Laura Castelli figlioccia del sistema

Oggi a ai microfoni della trasmissione “L’Italia s’è desta” su Radio Cusano Campus Paragone ha rincarato la dose cercando al tempo stesso di salvare la poltrona (sempre in base al regolamento in caso di espulsione dovrebbe anche lasciare lo scranno da senatore).  La cosa migliore da fare? Giocare la parte della vittima: «mi hanno chiuso 3 trasmissioni per le idee che avevo, sarebbe paradossale se il M5S mi cacciasse dato che mi avevano chiamato proprio perché mi erano state chiuse le trasmissioni. Di Maio sta soltanto gestendo qualcosa che altri hanno scritto per lui». Ora qualcuno dovrebbe far notare a Paragone che quando gli hanno “chiuso” La Gabbia il programma faceva uno share medio tra il 3,1 e il 3,8%. Ma anche all’epoca (era il 2017) Paragone parlava di complotti.

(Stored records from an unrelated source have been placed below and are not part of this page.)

//! Built-in suites for the RTC driver integration.
//!
//! Each table row carries the pattern or path followed by its English and
//! Simplified Chinese description, so reports can be rendered in either.

use super::{CheckTarget, ContentRule, RuleGroup, Suite};
use crate::output::Locale;

/// Suite used when nothing else is selected.
pub const DEFAULT_SUITE: &str = "rtc";

const RTC_TARGETS: &[Row] = &[
    ("applications/rtc_msh.h", "RTC MSH header", "RTC MSH头文件"),
    ("applications/rtc_msh.c", "RTC MSH implementation", "RTC MSH实现文件"),
    ("applications/RTC_README.md", "RTC documentation", "RTC说明文档"),
    (
        "applications/SConscript",
        "Application build configuration",
        "应用程序构建配置",
    ),
    ("board/Kconfig", "Hardware configuration", "硬件配置文件"),
    (
        "libraries/HAL_Drivers/drv_rtc.c",
        "RTC low-level driver",
        "RTC底层驱动",
    ),
];

const KCONFIG_RULES: &[Row] = &[
    (r"config\s+BSP_USING_RTC", "BSP_USING_RTC option", "BSP_USING_RTC配置项"),
    (r"select\s+RT_USING_RTC", "RT_USING_RTC dependency", "RT_USING_RTC依赖"),
    (
        r"select\s+RT_USING_ALARM",
        "RT_USING_ALARM dependency",
        "RT_USING_ALARM依赖",
    ),
    (r"choice.*RTC clock source", "RTC clock source choice", "RTC时钟源选择"),
    (r"BSP_RTC_USING_WCO", "WCO clock source option", "WCO时钟源选项"),
    (r"BSP_RTC_USING_ILO", "ILO clock source option", "ILO时钟源选项"),
];

const SCONSCRIPT_RULES: &[Row] = &[(
    r"BSP_USING_RTC.*rtc_msh\.c",
    "RTC MSH file compiled conditionally",
    "RTC MSH文件条件编译",
)];

const MSH_RULES: &[Row] = &[
    (r"rtc_read", "rtc_read command implemented", "rtc_read命令实现"),
    (r"rtc_set", "rtc_set command implemented", "rtc_set命令实现"),
    (r"rtc_date", "rtc_date command implemented", "rtc_date命令实现"),
    (r"rtc_time", "rtc_time command implemented", "rtc_time命令实现"),
    (r"rtc_info", "rtc_info command implemented", "rtc_info命令实现"),
    (r"rtc_help", "rtc_help command implemented", "rtc_help命令实现"),
    (r"MSH_CMD_EXPORT.*rtc_", "MSH commands exported", "MSH命令导出"),
    (r"INIT_APP_EXPORT", "Auto-initialization exported", "自动初始化导出"),
    (r"rt_device_find.*rtc", "RTC device lookup", "RTC设备查找"),
    (
        r"RT_DEVICE_CTRL_RTC_GET_TIME",
        "RTC time read control",
        "RTC时间读取控制",
    ),
    (
        r"RT_DEVICE_CTRL_RTC_SET_TIME",
        "RTC time set control",
        "RTC时间设置控制",
    ),
];

const HEADER_RULES: &[Row] = &[
    (r"rtc_msh_init", "Init function declared", "初始化函数声明"),
    (r"#ifndef\s+RTC_MSH_H__", "Include guard", "头文件保护"),
];

const DRIVER_RULES: &[Row] = &[
    (r"rt_hw_rtc_register", "RTC device registration", "RTC设备注册"),
    (r"cyhal_rtc_init", "HAL RTC initialization", "HAL RTC初始化"),
    (r"RT_DEVICE_CTRL_RTC_GET_TIME", "RTC read interface", "RTC读取接口"),
    (r"RT_DEVICE_CTRL_RTC_SET_TIME", "RTC set interface", "RTC设置接口"),
    (r"BSP_USING_RTC", "RTC conditional compilation", "RTC条件编译"),
];

const QUICK_KCONFIG_RULES: &[Row] = &[(
    "BSP_USING_RTC",
    "BSP_USING_RTC configuration found",
    "BSP_USING_RTC配置项",
)];

const QUICK_SCONSCRIPT_RULES: &[Row] = &[(
    r"rtc_msh\.c",
    "RTC MSH file in build config",
    "RTC MSH文件已加入构建配置",
)];

const QUICK_MSH_RULES: &[Row] = &[
    (r"rtc_read", "rtc_read command implemented", "rtc_read命令实现"),
    (r"rtc_set", "rtc_set command implemented", "rtc_set命令实现"),
    (r"rtc_date", "rtc_date command implemented", "rtc_date命令实现"),
    (r"rtc_time", "rtc_time command implemented", "rtc_time命令实现"),
    (r"rtc_info", "rtc_info command implemented", "rtc_info命令实现"),
    (r"rtc_help", "rtc_help command implemented", "rtc_help命令实现"),
    (r"MSH_CMD_EXPORT", "MSH commands exported", "MSH命令导出"),
];

const NEXT_STEPS: &[(&str, &str)] = &[
    (
        "Enable RTC: menuconfig -> Hardware Drivers Config -> Enable RTC",
        "启用RTC配置: menuconfig → Hardware Drivers Config → Enable RTC",
    ),
    ("Build project: scons", "编译项目: scons"),
    (
        "Flash firmware and test MSH commands",
        "烧录固件并测试MSH命令",
    ),
];

const RTC_COMMANDS: &[(&str, &str)] = &[
    ("Available RTC commands:", "可用的RTC命令:"),
    ("  rtc_read    - Read current time", "  rtc_read    - 读取当前时间"),
    ("  rtc_set     - Set date and time", "  rtc_set     - 设置日期和时间"),
    ("  rtc_date    - Set date only", "  rtc_date    - 仅设置日期"),
    ("  rtc_time    - Set time only", "  rtc_time    - 仅设置时间"),
    ("  rtc_info    - Show RTC info", "  rtc_info    - 显示RTC信息"),
    ("  rtc_help    - Show help", "  rtc_help    - 显示帮助"),
];

/// `(pattern or path, English text, Chinese text)`.
type Row = (&'static str, &'static str, &'static str);

/// Names of all built-in suites, default first.
pub fn builtin_names() -> &'static [&'static str] {
    &["rtc", "rtc-quick"]
}

/// Build a built-in suite by name, with its text in `locale`.
pub fn get(name: &str, locale: Locale) -> Option<Suite> {
    let text = Text(locale);
    match name {
        "rtc" => Some(rtc(text)),
        "rtc-quick" => Some(rtc_quick(text)),
        _ => None,
    }
}

/// Picks the English or Chinese column of a table.
#[derive(Clone, Copy)]
struct Text(Locale);

impl Text {
    fn pick(self, en: &'static str, zh: &'static str) -> &'static str {
        match self.0 {
            Locale::En => en,
            Locale::ZhCn => zh,
        }
    }

    fn targets(self, rows: &[Row]) -> Vec<CheckTarget> {
        rows.iter()
            .map(|(path, en, zh)| CheckTarget::new(*path, self.pick(*en, *zh)))
            .collect()
    }

    fn group(self, title: (&'static str, &'static str), path: &str, rows: &[Row]) -> RuleGroup {
        RuleGroup {
            title: self.pick(title.0, title.1).to_string(),
            path: path.to_string(),
            description: self.description_for(path),
            rules: rows
                .iter()
                .map(|(pattern, en, zh)| ContentRule::new(*pattern, self.pick(*en, *zh)))
                .collect(),
        }
    }

    fn description_for(self, path: &str) -> String {
        let (en, zh) = match path {
            "board/Kconfig" => ("RTC configuration options", "RTC配置选项"),
            "applications/SConscript" => ("Build configuration", "构建配置"),
            "applications/rtc_msh.c" => ("RTC MSH implementation", "RTC MSH实现"),
            "applications/rtc_msh.h" => ("RTC header", "RTC头文件"),
            _ => ("RTC low-level driver", "RTC底层驱动"),
        };
        self.pick(en, zh).to_string()
    }

    fn lines(self, rows: &[(&'static str, &'static str)]) -> Vec<String> {
        rows.iter().map(|(en, zh)| self.pick(*en, *zh).to_string()).collect()
    }
}

fn rtc(text: Text) -> Suite {
    Suite {
        name: "rtc".into(),
        title: text.pick("RTC Driver Integration Test", "RTC驱动集成测试").into(),
        subject: text.pick("RTC driver integration", "RTC驱动集成").into(),
        targets: text.targets(RTC_TARGETS),
        groups: vec![
            text.group(
                ("Kconfig configuration", "检查Kconfig配置"),
                "board/Kconfig",
                KCONFIG_RULES,
            ),
            text.group(
                ("SConscript build configuration", "检查SConscript构建配置"),
                "applications/SConscript",
                SCONSCRIPT_RULES,
            ),
            text.group(
                ("RTC MSH implementation", "检查RTC MSH实现"),
                "applications/rtc_msh.c",
                MSH_RULES,
            ),
            text.group(
                ("RTC header", "检查RTC头文件"),
                "applications/rtc_msh.h",
                HEADER_RULES,
            ),
            text.group(
                ("RTC low-level driver", "检查RTC底层驱动"),
                "libraries/HAL_Drivers/drv_rtc.c",
                DRIVER_RULES,
            ),
        ],
        next_steps: text.lines(NEXT_STEPS),
        notes: vec![],
    }
}

fn rtc_quick(text: Text) -> Suite {
    Suite {
        name: "rtc-quick".into(),
        title: text.pick("RTC Driver Integration Test", "RTC驱动集成测试").into(),
        subject: text.pick("RTC driver integration", "RTC驱动集成").into(),
        targets: text.targets(RTC_TARGETS),
        groups: vec![
            text.group(
                ("Kconfig RTC configuration", "检查Kconfig RTC配置"),
                "board/Kconfig",
                QUICK_KCONFIG_RULES,
            ),
            text.group(
                ("SConscript build configuration", "检查SConscript构建配置"),
                "applications/SConscript",
                QUICK_SCONSCRIPT_RULES,
            ),
            text.group(
                ("RTC MSH implementation", "检查RTC MSH实现"),
                "applications/rtc_msh.c",
                QUICK_MSH_RULES,
            ),
        ],
        next_steps: text.lines(NEXT_STEPS),
        notes: text.lines(RTC_COMMANDS),
    }
}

Del resto uno che credeva alla storia delle matite copiative cancellabili e che da quella trasmissione ha propinato il complotto di Laura Boldrini per riempirci di immigrati, che volete che sia quello dello share? Per quanto riguarda invece il suo programma in Rai (L’Ultima Parola) fu Paragone a decidere di andarsene a La 7 per divergenze con la dirigenza (che pure non aveva cancellato il programma). L’altro programma RAI, Malpensa Italia invece fu un vero e proprio flop. Per fortuna che La Padania prendeva sostanziosi finanziamenti pubblici.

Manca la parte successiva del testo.